At the age of 22, I spent a glorious petite année in Paris. I truly had the time of my life which may have had something to do with Paris’ fantastic bar and club scene.
So when Momondo asked me to become a ‘local ambassador’ for Paris and share my favorite local haunts I thought there was no time like the present to finally share my favorite after-dark spots!
I find tourists often overlook Paris’ nightlife- which, it turns out, is on par with many other European capitals.
Rather than recommend specific bars, I want to highlight Paris’ top nightlife districts. And just for the record I’m more a fan of late-night bars than clubs, and I normally head to places where you don’t have to pay cover. (Yep, I was the quintessential broke au pair. No shame.)

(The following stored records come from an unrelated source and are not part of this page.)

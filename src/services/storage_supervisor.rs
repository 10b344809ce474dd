//! Keeps a storage backend installed, reconnecting with backoff and
//! toggling degraded mode while the database is unreachable.

use std::{future::Future, sync::Arc, time::Duration};

use tokio::time::sleep;
use tracing::{info, warn};

use crate::{
    dao::{bingo_store::BingoStore, storage::StorageError},
    state::SharedState,
};

const INITIAL_DELAY: Duration = Duration::from_millis(1_000);
const MAX_DELAY: Duration = Duration::from_secs(10);
const HEALTH_POLL_INTERVAL: Duration = Duration::from_secs(5);
const MAX_RECONNECT_ATTEMPTS: u32 = 3;

/// Connect to the storage backend and supervise it until the process exits.
pub async fn run<F, Fut>(state: SharedState, mut connect: F)
where
    F: FnMut() -> Fut + Send + 'static,
    Fut: Future<Output = Result<Arc<dyn BingoStore>, StorageError>> + Send,
{
    let mut delay = INITIAL_DELAY;

    loop {
        let store = match connect().await {
            Ok(store) => store,
            Err(err) => {
                warn!(error = %err, "storage connection attempt failed");
                sleep(delay).await;
                delay = (delay * 2).min(MAX_DELAY);
                continue;
            }
        };

        state.install_store(store.clone()).await;
        info!("storage connection established; leaving degraded mode");
        delay = INITIAL_DELAY;

        supervise(&state, store).await;

        // Reconnects exhausted: drop the handle and start over from scratch.
        state.clear_store().await;
        warn!("exhausted storage reconnect attempts; rebuilding connection");
    }
}

/// Poll the backend's health, attempting in-place reconnects on failure.
/// Returns once the reconnect budget is spent.
async fn supervise(state: &SharedState, store: Arc<dyn BingoStore>) {
    loop {
        sleep(HEALTH_POLL_INTERVAL).await;

        match store.health_check().await {
            Ok(()) => {
                if state.is_degraded() {
                    info!("storage healthy again; leaving degraded mode");
                    state.update_degraded(false);
                }
            }
            Err(err) => {
                warn!(error = %err, "storage health check failed; entering degraded mode");
                state.update_degraded(true);

                if !try_reconnect(&store).await {
                    return;
                }
                info!("storage reconnection succeeded");
                state.update_degraded(false);
            }
        }
    }
}

async fn try_reconnect(store: &Arc<dyn BingoStore>) -> bool {
    let mut backoff = INITIAL_DELAY;

    for attempt in 1..=MAX_RECONNECT_ATTEMPTS {
        match store.try_reconnect().await {
            Ok(()) => return true,
            Err(err) => {
                warn!(attempt, error = %err, "storage reconnect attempt failed");
                sleep(backoff).await;
                backoff = (backoff * 2).min(MAX_DELAY);
            }
        }
    }

    false
}
use axum::{Json, http::StatusCode, response::IntoResponse};
use serde::Serialize;
use thiserror::Error;
use validator::ValidationErrors;

use crate::dao::storage::StorageError;

/// Errors that can occur in service layer operations.
#[derive(Debug, Error)]
pub enum ServiceError {
    /// Storage backend is unavailable.
    #[error("storage unavailable")]
    Unavailable(#[source] StorageError),
    /// Application is running in degraded mode without storage.
    #[error("storage unavailable (degraded mode)")]
    Degraded,
    /// Invalid input provided by the client.
    #[error("invalid input: {0}")]
    InvalidInput(String),
    /// The tile is embedded in at least one live board and cannot change.
    #[error("tile `{id}` is referenced by a live board")]
    TileInUse {
        /// Identifier of the referenced tile.
        id: uuid::Uuid,
    },
    /// The tile pool is too small to draw a board from.
    #[error("tile pool holds {have} tiles but a board needs {needed}; add more tiles first")]
    InsufficientTiles {
        /// Current pool size.
        have: usize,
        /// Tiles required per board.
        needed: usize,
    },
    /// Requested resource was not found.
    #[error("not found: {0}")]
    NotFound(String),
}

impl From<StorageError> for ServiceError {
    fn from(err: StorageError) -> Self {
        match err {
            StorageError::Missing { collection, key } => {
                ServiceError::NotFound(format!("{collection}/{key}"))
            }
            other => ServiceError::Unavailable(other),
        }
    }
}

impl From<ValidationErrors> for AppError {
    fn from(err: ValidationErrors) -> Self {
        AppError::BadRequest(format!("validation failed: {}", err))
    }
}

/// Application-level errors that are converted to HTTP responses.
#[derive(Debug, Error)]
pub enum AppError {
    /// Bad request with invalid input.
    #[error("bad request: {0}")]
    BadRequest(String),
    /// Requested resource not found.
    #[error("not found: {0}")]
    NotFound(String),
    /// Conflict with current state.
    #[error("conflict: {0}")]
    Conflict(String),
    /// Service unavailable or degraded.
    #[error("service unavailable: {0}")]
    ServiceUnavailable(String),
}

impl From<ServiceError> for AppError {
    fn from(err: ServiceError) -> Self {
        match err {
            ServiceError::Unavailable(source) => AppError::ServiceUnavailable(source.to_string()),
            ServiceError::Degraded => AppError::ServiceUnavailable("degraded mode".into()),
            ServiceError::InvalidInput(message) => AppError::BadRequest(message),
            err @ ServiceError::TileInUse { .. } => AppError::Conflict(err.to_string()),
            err @ ServiceError::InsufficientTiles { .. } => AppError::Conflict(err.to_string()),
            ServiceError::NotFound(message) => AppError::NotFound(message),
        }
    }
}

#[derive(Serialize)]
struct ErrorBody {
    message: String,
}

impl IntoResponse for AppError {
    fn into_response(self) -> axum::response::Response {
        let status = match &self {
            AppError::BadRequest(_) => StatusCode::BAD_REQUEST,
            AppError::NotFound(_) => StatusCode::NOT_FOUND,
            AppError::Conflict(_) => StatusCode::CONFLICT,
            AppError::ServiceUnavailable(_) => StatusCode::SERVICE_UNAVAILABLE,
        };

        let payload = Json(ErrorBody {
            message: self.to_string(),
        });

        (status, payload).into_response()
    }
}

So without further ado, I give you all of my favorite places to party in Paris.
How to get there: (Boulevard Poissonnière, metro stop Grand Boulevards)
Grands Boulevards is a hopping 9th arrondissement neighborhood with many large, multi-level bars and clubs lining Boulevard Poissonnière in Paris’ (a large percentage happen to be Irish pubs, for some unknown reason). Grands Boulevards is a great place to meet both expats and locals, and due to the proximity of all the clubs it’s easy to bar-hop there.
Tip- if you’re in Grands Boulevards during the day there are many beautiful 19th century arcades around such as Passage Jouffroy and La Galerie Vivienne.
How to get there: (Rue Oberkampf, metro stop Parmentier or Oberkampf)
Oberkampf is my absolute favorite place in Paris for a night out. It’s filled with trendy, mid-size bars big enough to dance in but intimate enough you can always find your friends. From top hits pop music at Café Charbon to sultry, jazz-dancing at L’Alimentation Générale, Oberkampf has a range of late-night dance spots frequented by a more mature crowd than Bastille or Grands Boulevards.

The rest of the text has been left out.